Banker sleeps rough in park - (www.bbc.co.uk) Britain is in the grip of a housing crisis of a sort not seen before, where even the most unexpected people are losing their homes. Kevin Browne is an investment banker. He moved to America and ran his own firm until the crash in 2008. His company went bust and his marriage fell apart. He eventually lost his home and returned to England on a flight paid for by a charity. BBC Panorama met him last summer while he was sleeping rough in a park in Croydon. Panorama: Britain's Hidden Housing Crisis, BBC One, Thursday, 13 December at 21:00 GMT and then available in the UK on the BBC iPlayer.

Debt Loads Climb in Buyout Deals - (online.wsj.com) Private-equity firms are using almost as much debt to fund acquisitions as they did before the financial crisis, as return-hungry investors rush to buy bonds and loans backing those takeovers. The rise in borrowed money, or leverage, heralds the possibility of juicy returns for buyout groups. Ominously, the surge also brings back memories of the last credit binge around six years ago, which saddled dozens of companies with huge levels of debt. Some companies laden with debt by private-equity firms in the mid 2000s foundered during the recession. "Leverage is a double-edged sword," said Mark Goldstein, an investment banker to private-equity firms for RBC Capital Markets. "The gain is greater if the investment works out, but the consequence is also greater if things don't go as planned."

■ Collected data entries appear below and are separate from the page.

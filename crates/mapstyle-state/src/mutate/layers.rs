//! Layer mutations.

use super::{map_matching_layers, with_layers};
use crate::{Layer, LayerIdPolicy, LayerPatch, ReduceOptions, StyleDocument, StyleError, StyleResult};
use std::sync::Arc;

/// Append `layer_def` and bump `layers_version`.
///
/// Defaults (`filter: null`, `paint: {}`) are already carried by [`Layer`];
/// whatever the caller set wins. Fails only when `options` reject duplicate
/// ids and the id is taken.
pub fn add_layer(
    doc: &Arc<StyleDocument>,
    layer_def: Layer,
    options: &ReduceOptions,
) -> StyleResult<Arc<StyleDocument>> {
    if options.layer_ids == LayerIdPolicy::RejectDuplicates && doc.layer(&layer_def.id).is_some() {
        return Err(StyleError::duplicate_layer_id(layer_def.id));
    }

    let mut layers = Vec::with_capacity(doc.layers.len() + 1);
    layers.extend(doc.layers.iter().cloned());
    layers.push(Arc::new(layer_def));
    Ok(with_layers(doc, Arc::new(layers), 1))
}

/// Remove every layer whose id is `layer_id`.
pub fn remove_layer(
    doc: &Arc<StyleDocument>,
    layer_id: &str,
    options: &ReduceOptions,
) -> Arc<StyleDocument> {
    let matched = doc.layers.iter().any(|l| l.id == layer_id);
    let bump = options.layer_bump(matched);
    if !matched {
        if bump == 0 {
            return Arc::clone(doc);
        }
        return with_layers(doc, Arc::clone(&doc.layers), bump);
    }

    let layers: Vec<Arc<Layer>> = doc
        .layers
        .iter()
        .filter(|l| l.id != layer_id)
        .cloned()
        .collect();
    with_layers(doc, Arc::new(layers), bump)
}

/// Shallow-merge `patch` over every layer whose id is `layer_id`.
pub fn update_layer(
    doc: &Arc<StyleDocument>,
    layer_id: &str,
    patch: &LayerPatch,
    options: &ReduceOptions,
) -> Arc<StyleDocument> {
    match map_matching_layers(&doc.layers, layer_id, |layer| layer.patched(patch)) {
        Some(layers) => with_layers(doc, Arc::new(layers), options.layer_bump(true)),
        None => match options.layer_bump(false) {
            0 => Arc::clone(doc),
            bump => with_layers(doc, Arc::clone(&doc.layers), bump),
        },
    }
}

Nightmare infrastructure of subdivision houses - (www.kunstler.com) Even if the so-called economy were "recovering," the people of the USA would be stuck in a physical setting for daily life that has no future - the nightmare infrastructure of subdivision houses, strip malls, and WalMarts, all rigged up for incessant motoring. Of course, the so-called economy is not recovering because there is no more cheap oil. If oil ever gets cheap again, it will be because nobody has enough money to pay for it and surely you can connect the dots to what that hamster wheel of futility means.      In fact, the heart of our economic predicament is that the American economy came to be based on the construction of ever more suburban stuff, the financing of which, especially the houses, became the fodder for an episode of epic swindles that has left our banking system a hollowed out shell of accounting fraud. In short, we built even more stuff with no future, and ruined our society in the process. How tragic is that?

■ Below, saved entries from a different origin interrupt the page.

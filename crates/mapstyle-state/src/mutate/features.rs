//! Feature collection mutations.
//!
//! Both operations normalize a source's data to a `FeatureCollection` and
//! install the result through [`change_data`], which bumps `data_version`.

use super::change_data;
use crate::geojson::{feature_collection, DataShape};
use crate::{StyleDocument, StyleResult};
use mapstyle_filter::{FeatureMatcher, FilterSpec};
use serde_json::Value;
use std::sync::Arc;

/// Append `features` to the data of source `name`.
///
/// | existing data        | result                                  |
/// |----------------------|-----------------------------------------|
/// | absent / untyped     | collection of the incoming features     |
/// | `Feature`            | collection of `[old, ...incoming]`      |
/// | `FeatureCollection`  | collection of `[...old, ...incoming]`   |
/// | anything else        | document unchanged                      |
pub fn add_features(
    doc: &Arc<StyleDocument>,
    name: &str,
    features: Vec<Value>,
) -> StyleResult<Arc<StyleDocument>> {
    let source = doc.require_source(name)?;

    let combined = match DataShape::of(source.data.as_ref()) {
        DataShape::Untyped => features,
        DataShape::Feature(single) => {
            let mut all = Vec::with_capacity(features.len() + 1);
            all.push(single.clone());
            all.extend(features);
            all
        }
        DataShape::Collection(existing) => {
            let mut all = Vec::with_capacity(existing.len() + features.len());
            all.extend_from_slice(existing);
            all.extend(features);
            all
        }
        DataShape::Unsupported => {
            tracing::trace!(source = name, "add_features: unsupported data shape, unchanged");
            return Ok(Arc::clone(doc));
        }
    };

    change_data(doc, name, feature_collection(combined))
}

/// Remove every feature of source `name` that matches `filter`.
///
/// The filter selects what to delete. A single matching `Feature` becomes an
/// empty collection; a single non-matching one, untyped data, and unsupported
/// shapes leave the document unchanged. A `FeatureCollection` is always
/// rewritten, even if nothing matched.
pub fn remove_features<M>(
    doc: &Arc<StyleDocument>,
    name: &str,
    filter: &FilterSpec,
    matcher: &M,
) -> StyleResult<Arc<StyleDocument>>
where
    M: FeatureMatcher + ?Sized,
{
    let source = doc.require_source(name)?;

    let remaining = match DataShape::of(source.data.as_ref()) {
        DataShape::Feature(single) if matcher.matches(filter, single) => Vec::new(),
        DataShape::Collection(existing) => matcher.retain_unmatched(filter, existing),
        _ => {
            tracing::trace!(source = name, "remove_features: nothing to remove, unchanged");
            return Ok(Arc::clone(doc));
        }
    };

    change_data(doc, name, feature_collection(remaining))
}
//! The matcher seam between filter specifications and the document core.

use crate::{Filter, FilterSpec};
use serde_json::Value;

/// Decides whether a feature matches a filter.
///
/// The document core only ever calls this with a concrete filter and a single
/// feature record. Closures of the same shape implement the trait, which keeps
/// test doubles short.
pub trait FeatureMatcher {
    /// Returns true if `feature` matches `filter`.
    fn matches(&self, filter: &FilterSpec, feature: &Value) -> bool;

    /// Clone the features that do **not** match `filter`, preserving order.
    ///
    /// Implementations that can compile a filter once should override this.
    fn retain_unmatched(&self, filter: &FilterSpec, features: &[Value]) -> Vec<Value> {
        features
            .iter()
            .filter(|feature| !self.matches(filter, feature))
            .cloned()
            .collect()
    }
}

impl<F> FeatureMatcher for F
where
    F: Fn(&FilterSpec, &Value) -> bool,
{
    fn matches(&self, filter: &FilterSpec, feature: &Value) -> bool {
        self(filter, feature)
    }
}

/// Matcher for the style-spec filter language.
///
/// An invalid filter matches nothing, so a malformed removal request never
/// deletes data.
#[derive(Clone, Copy, Debug, Default)]
pub struct StyleFilterMatcher;

impl StyleFilterMatcher {
    fn compile(filter: &FilterSpec) -> Option<Filter> {
        match Filter::from_spec(filter) {
            Ok(compiled) => Some(compiled),
            Err(error) => {
                tracing::warn!(%error, filter = %filter.as_value(), "invalid feature filter");
                None
            }
        }
    }
}

impl FeatureMatcher for StyleFilterMatcher {
    fn matches(&self, filter: &FilterSpec, feature: &Value) -> bool {
        Self::compile(filter).is_some_and(|f| f.evaluate(feature))
    }

    fn retain_unmatched(&self, filter: &FilterSpec, features: &[Value]) -> Vec<Value> {
        match Self::compile(filter) {
            Some(compiled) => features
                .iter()
                .filter(|feature| !compiled.evaluate(feature))
                .cloned()
                .collect(),
            None => features.to_vec(),
        }
    }
}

Greece's lenders warn of "very large" risks to bailout - (www.reuters.com)  Political resistance and potential court challenges are among "very large" risks to reforms required for Greece's bailout programme, the country's European lenders said on Monday. The long-awaited report from the European Commission and the European Central Bank details the findings of the "troika" of the EC, ECB and the International Monetary Fund on Athens' efforts to meet targets under its latest rescue package. The report formally confirmed that Greece deserved further aid under the 130-billion-euro (104 billion pounds) bailout, and a Greek finance ministry source said Athens had received a long-delayed instalment of over 34 billion euros in aid on Monday. But the lenders warned Athens still risked falling short on its commitments. "The key risks concern the overall policy implementation, given that the coalition supporting the government appears fragile and some components of the programme face political resistance, despite the determination of the government," the report said.